He tried to hit 3-wood on a couple of tees lat night and it wasn't going any better. A pull-draw three-wood started his bogey run yesterday.

The course is incredibly long too, well over 7000 yards, so unless he wants to end up leaving 200+ into every green, he has to at least try and hit driver. When he got it away he was getting good distance out of it, he just didn't hit enough fairways and I doubt it would have been any better with the 3-wood.

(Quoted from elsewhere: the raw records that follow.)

// Scroll-triggered reveals.
// A trigger line sits at a fraction of the viewport height ("top 85%" means
// the element's top edge reaching 85% of the way down the viewport). Each
// watched element fires once.

use crate::error::{MotionError, Result};
use crate::port::ElementId;
use std::str::FromStr;

#[derive(Clone, Copy, Debug, PartialEq)]
pub struct ScrollTrigger {
    start_fraction: f32,
}

impl ScrollTrigger {
    pub fn new(start_fraction: f32) -> Result<Self> {
        if !(0.0..=1.0).contains(&start_fraction) {
            return Err(MotionError::InvalidConfig(format!(
                "reveal start line {} outside 0..=1",
                start_fraction
            )));
        }
        Ok(Self { start_fraction })
    }

    pub fn start_fraction(&self) -> f32 {
        self.start_fraction
    }

    /// True once the element's top edge is at or above the trigger line.
    #[inline]
    pub fn is_crossed(&self, element_top: f32, viewport_height: f32) -> bool {
        element_top <= viewport_height * self.start_fraction
    }
}

impl FromStr for ScrollTrigger {
    type Err = MotionError;

    /// Accepts `"top <position>"` where position is a percentage or one of
    /// `top`, `center`, `bottom`.
    fn from_str(s: &str) -> Result<Self> {
        let invalid = || MotionError::InvalidConfig(format!("unsupported reveal start `{}`", s));
        let mut words = s.split_whitespace();
        if words.next() != Some("top") {
            return Err(invalid());
        }
        let position = words.next().ok_or_else(invalid)?;
        if words.next().is_some() {
            return Err(invalid());
        }
        let fraction = match position {
            "top" => 0.0,
            "center" => 0.5,
            "bottom" => 1.0,
            p => {
                let pct: f32 = p
                    .strip_suffix('%')
                    .and_then(|n| n.parse().ok())
                    .ok_or_else(invalid)?;
                pct / 100.0
            }
        };
        ScrollTrigger::new(fraction)
    }
}

/// Elements waiting for their reveal.
#[derive(Debug)]
pub struct RevealQueue {
    trigger: ScrollTrigger,
    waiting: Vec<ElementId>,
}

impl RevealQueue {
    pub fn new(trigger: ScrollTrigger) -> Self {
        Self {
            trigger,
            waiting: Vec::new(),
        }
    }

    pub fn watch(&mut self, target: ElementId) {
        if !self.waiting.contains(&target) {
            self.waiting.push(target);
        }
    }

    pub fn is_done(&self) -> bool {
        self.waiting.is_empty()
    }

    pub fn waiting(&self) -> &[ElementId] {
        &self.waiting
    }

    /// Remove and return every waiting element whose top edge crossed the
    /// trigger line. `top_of` returns `None` for elements no longer in the
    /// page; those are dropped without firing.
    pub fn poll(
        &mut self,
        viewport_height: f32,
        mut top_of: impl FnMut(ElementId) -> Option<f32>,
    ) -> Vec<ElementId> {
        let trigger = self.trigger;
        let mut fired = Vec::new();
        self.waiting.retain(|&id| match top_of(id) {
            Some(top) if trigger.is_crossed(top, viewport_height) => {
                fired.push(id);
                false
            }
            Some(_) => true,
            None => false,
        });
        fired
    }
}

Hopefully after a bit of work on the range he'll be much tighter today but he's facing a real uphill battle to make the cut!


----------



## mikeb4 (Jan 27, 2017)

in my experience not intentionally i have a different mind set in a bounce game to a medal, i am more nervous (though more of an adrenaline rush)  in a medal and i dont like going up .1, (who does)  though i try to stick to the same routine for each shot, i do notice that in a bounce game for example i dont take so much time in reading the putt, my handicap has dropped in 5 years from 20-6 therefore in a medal i do put pressure on myself to reach cat 1. which obvs i dont have in a bounce game.

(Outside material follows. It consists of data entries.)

//! Pointer tilt: rotate an element toward the pointer, one update per frame.
//!
//! Each tracked element owns a small record holding its latest pointer sample
//! and the handle of its pending frame callback. Pointer moves only record the
//! sample and schedule a frame when none is pending, so bursts of moves between
//! two repaints collapse into one rotation computed from the last sample.
//!
//! ```text
//! Idle --move--> FrameScheduled --frame--> Idle
//! any  --leave/cancel--> Resetting --(reset duration)--> Idle
//! ```

use crate::constants::{
    TILT_DEFAULT_MAX_X, TILT_DEFAULT_MAX_Y, TILT_DEFAULT_PERSPECTIVE, TILT_DURATION_MS, TILT_EASE,
    TILT_RESET_DURATION_MS, TILT_RESET_EASE,
};
use crate::port::{AnimationPort, ElementId, FrameHandle, FrameScheduler};
use crate::tween::{Property, TweenVars};
use fnv::FnvHashMap;
use glam::Vec2;
use serde::{Deserialize, Serialize};

#[derive(Clone, Copy, Debug, PartialEq, Serialize, Deserialize)]
#[serde(default, deny_unknown_fields, rename_all = "camelCase")]
pub struct TiltConfig {
    /// Rotation span around the X axis in degrees (full top-to-bottom swing).
    pub max_rotation_x: f32,
    /// Rotation span around the Y axis in degrees (full left-to-right swing).
    pub max_rotation_y: f32,
    /// Perspective distance in px.
    pub perspective: f32,
}

impl Default for TiltConfig {
    fn default() -> Self {
        Self {
            max_rotation_x: TILT_DEFAULT_MAX_X,
            max_rotation_y: TILT_DEFAULT_MAX_Y,
            perspective: TILT_DEFAULT_PERSPECTIVE,
        }
    }
}

impl TiltConfig {
    pub fn new(max_rotation_x: f32, max_rotation_y: f32, perspective: f32) -> Self {
        Self {
            max_rotation_x,
            max_rotation_y,
            perspective,
        }
    }
}

/// Viewport-relative bounding box of an element, in CSS px.
#[derive(Clone, Copy, Debug, PartialEq)]
pub struct BoundingBox {
    pub left: f32,
    pub top: f32,
    pub width: f32,
    pub height: f32,
}

impl BoundingBox {
    pub fn new(left: f32, top: f32, width: f32, height: f32) -> Self {
        Self {
            left,
            top,
            width,
            height,
        }
    }
}

/// Pointer position in viewport coordinates. Only the latest one matters.
pub type PointerSample = Vec2;

/// Pointer position relative to `rect`, (0, 0) at the top-left corner and
/// (1, 1) at the bottom-right. Not clamped: samples outside the box map
/// outside \[0, 1\]. `None` for an empty box.
#[inline]
pub fn normalized_position(sample: PointerSample, rect: &BoundingBox) -> Option<Vec2> {
    if !(rect.width > 0.0 && rect.height > 0.0) {
        return None;
    }
    Some(Vec2::new(
        (sample.x - rect.left) / rect.width,
        (sample.y - rect.top) / rect.height,
    ))
}

/// Target rotation for a normalized pointer position: `x` is the rotation
/// around the X axis, `y` around the Y axis (sign inverted so the element
/// leans toward the pointer).
#[inline]
pub fn tilt_rotation(config: &TiltConfig, normalized: Vec2) -> Vec2 {
    Vec2::new(
        (normalized.y - 0.5) * config.max_rotation_x,
        (normalized.x - 0.5) * -config.max_rotation_y,
    )
}

pub fn tilt_vars(rotation: Vec2, perspective: f32) -> TweenVars {
    TweenVars::new(TILT_DURATION_MS, TILT_EASE)
        .with(Property::RotationX, rotation.x)
        .with(Property::RotationY, rotation.y)
        .perspective(perspective)
}

pub fn reset_vars() -> TweenVars {
    TweenVars::new(TILT_RESET_DURATION_MS, TILT_RESET_EASE)
        .with(Property::RotationX, 0.0)
        .with(Property::RotationY, 0.0)
}

#[derive(Clone, Copy, Debug, PartialEq, Eq)]
pub enum TiltPhase {
    Idle,
    FrameScheduled,
    Resetting,
}

#[derive(Clone, Debug)]
struct TrackedElement {
    config: TiltConfig,
    sample: Option<PointerSample>,
    pending: Option<FrameHandle>,
    resetting_until_ms: Option<f64>,
}

/// Proof of attachment returned by [`TiltEffect::attach`]; hand it back to
/// [`TiltEffect::detach`] for teardown.
#[derive(Debug, PartialEq, Eq)]
pub struct TiltHandle {
    target: ElementId,
}

impl TiltHandle {
    pub fn target(&self) -> ElementId {
        self.target
    }
}

/// Arena of tracked elements keyed by element id.
#[derive(Default)]
pub struct TiltEffect {
    elements: FnvHashMap<ElementId, TrackedElement>,
}

impl TiltEffect {
    pub fn new() -> Self {
        Self::default()
    }

    /// Start tracking `target`. Attaching an element that is already tracked
    /// replaces its configuration and keeps its pending state.
    pub fn attach(&mut self, target: ElementId, config: TiltConfig) -> TiltHandle {
        match self.elements.get_mut(&target) {
            Some(el) => {
                log::debug!("[tilt] re-attach {:?}, replacing config", target);
                el.config = config;
            }
            None => {
                self.elements.insert(
                    target,
                    TrackedElement {
                        config,
                        sample: None,
                        pending: None,
                        resetting_until_ms: None,
                    },
                );
            }
        }
        TiltHandle { target }
    }

    /// Stop tracking the handle's element, cancelling its pending frame.
    /// Returns false if it was already gone.
    pub fn detach(&mut self, handle: TiltHandle, scheduler: &mut impl FrameScheduler) -> bool {
        match self.elements.remove(&handle.target) {
            Some(el) => {
                if let Some(h) = el.pending {
                    scheduler.cancel_frame(h);
                }
                true
            }
            None => false,
        }
    }

    pub fn contains(&self, target: ElementId) -> bool {
        self.elements.contains_key(&target)
    }

    pub fn len(&self) -> usize {
        self.elements.len()
    }

    pub fn is_empty(&self) -> bool {
        self.elements.is_empty()
    }

    pub fn config(&self, target: ElementId) -> Option<TiltConfig> {
        self.elements.get(&target).map(|el| el.config)
    }

    pub fn is_frame_pending(&self, target: ElementId) -> bool {
        self.elements
            .get(&target)
            .map(|el| el.pending.is_some())
            .unwrap_or(false)
    }

    pub fn phase(&self, target: ElementId, now_ms: f64) -> Option<TiltPhase> {
        let el = self.elements.get(&target)?;
        Some(if el.pending.is_some() {
            TiltPhase::FrameScheduled
        } else if el.resetting_until_ms.map(|t| now_ms < t).unwrap_or(false) {
            TiltPhase::Resetting
        } else {
            TiltPhase::Idle
        })
    }

    /// Record the latest sample and schedule a frame unless one is pending.
    /// Returns true when a new frame was scheduled.
    pub fn pointer_move(
        &mut self,
        target: ElementId,
        sample: PointerSample,
        scheduler: &mut impl FrameScheduler,
    ) -> bool {
        let Some(el) = self.elements.get_mut(&target) else {
            return false;
        };
        el.sample = Some(sample);
        el.resetting_until_ms = None;
        if el.pending.is_some() {
            return false;
        }
        match scheduler.request_frame(target) {
            Some(handle) => {
                el.pending = Some(handle);
                true
            }
            None => {
                log::debug!("[tilt] frame request refused for {:?}", target);
                false
            }
        }
    }

    /// Frame callback: turn the latest sample into a rotation tween. Frames
    /// that are no longer pending (cancelled by a leave) apply nothing.
    pub fn frame(
        &mut self,
        target: ElementId,
        rect: BoundingBox,
        port: &mut impl AnimationPort,
    ) -> Option<Vec2> {
        let el = self.elements.get_mut(&target)?;
        el.pending.take()?;
        let sample = el.sample?;
        let normalized = normalized_position(sample, &rect)?;
        let rotation = tilt_rotation(&el.config, normalized);
        port.animate_to(target, tilt_vars(rotation, el.config.perspective));
        Some(rotation)
    }

    /// Pointer leave or cancel: drop any pending frame and spring back to rest.
    pub fn pointer_leave(
        &mut self,
        target: ElementId,
        now_ms: f64,
        scheduler: &mut impl FrameScheduler,
        port: &mut impl AnimationPort,
    ) {
        let Some(el) = self.elements.get_mut(&target) else {
            return;
        };
        if let Some(h) = el.pending.take() {
            scheduler.cancel_frame(h);
        }
        el.resetting_until_ms = Some(now_ms + TILT_RESET_DURATION_MS);
        port.animate_to(target, reset_vars());
    }
}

Also in a bounce game we have "gimmes"
imo its just so different, however if i play my mates for money then i do go into "medal zone"
Hope this clarifies why i think its different.


----------



## PieMan (Jan 27, 2017)

drive4show said:



			Are you organising an american forum meet??  

Click to expand...

Sure why not - Pebble Beach or Augusta National?!!


----------



## Qwerty (Jan 27, 2017)

drive4show said:



			He's been back hitting balls for weeks now, surely he should have sorted out basic things like this long before going out on the course?  

Click to expand...

No doubt he's been pounding balls for weeks, He's just turned up on the day with a dicky swing, Its something I suffer from also on the odd occasion 

A few tweaks here and there and he'll be rolling birdies in and fist pumping all over the place!


----------



## Dan2501 (Jan 27, 2017)

On the positive side, his short game yesterday was superb, could have been MUCH worse if his putting and chipping wasn't so good. That bunker shot on 3(?) was brililiant.


----------



## Raesy92 (Jan 27, 2017)

He was also playing the tougher of the two course yesterday, think Day and DJ were also both over par for their rounds. 

Wind has to pick up today so could be a few big scores from those to play the south course and maybe Tiger can get a decent round and make the cut. If not at least he has had some tournament experience and will be playing another 3 events out of the next 4.


----------



## Deleted Member 1156 (Jan 27, 2017)

mikeb4 said:



			in my experience not intentionally i have a different mind set in a bounce game to a medal, i am more nervous (though more of an adrenaline rush)  in a medal and i dont like going up .1, (who does)  though i try to stick to the same routine for each shot, i do notice that in a bounce game for example i dont take so much time in reading the putt, my handicap has dropped in 5 years from 20-6 therefore in a medal i do put pressure on myself to reach cat 1. which obvs i dont have in a bounce game.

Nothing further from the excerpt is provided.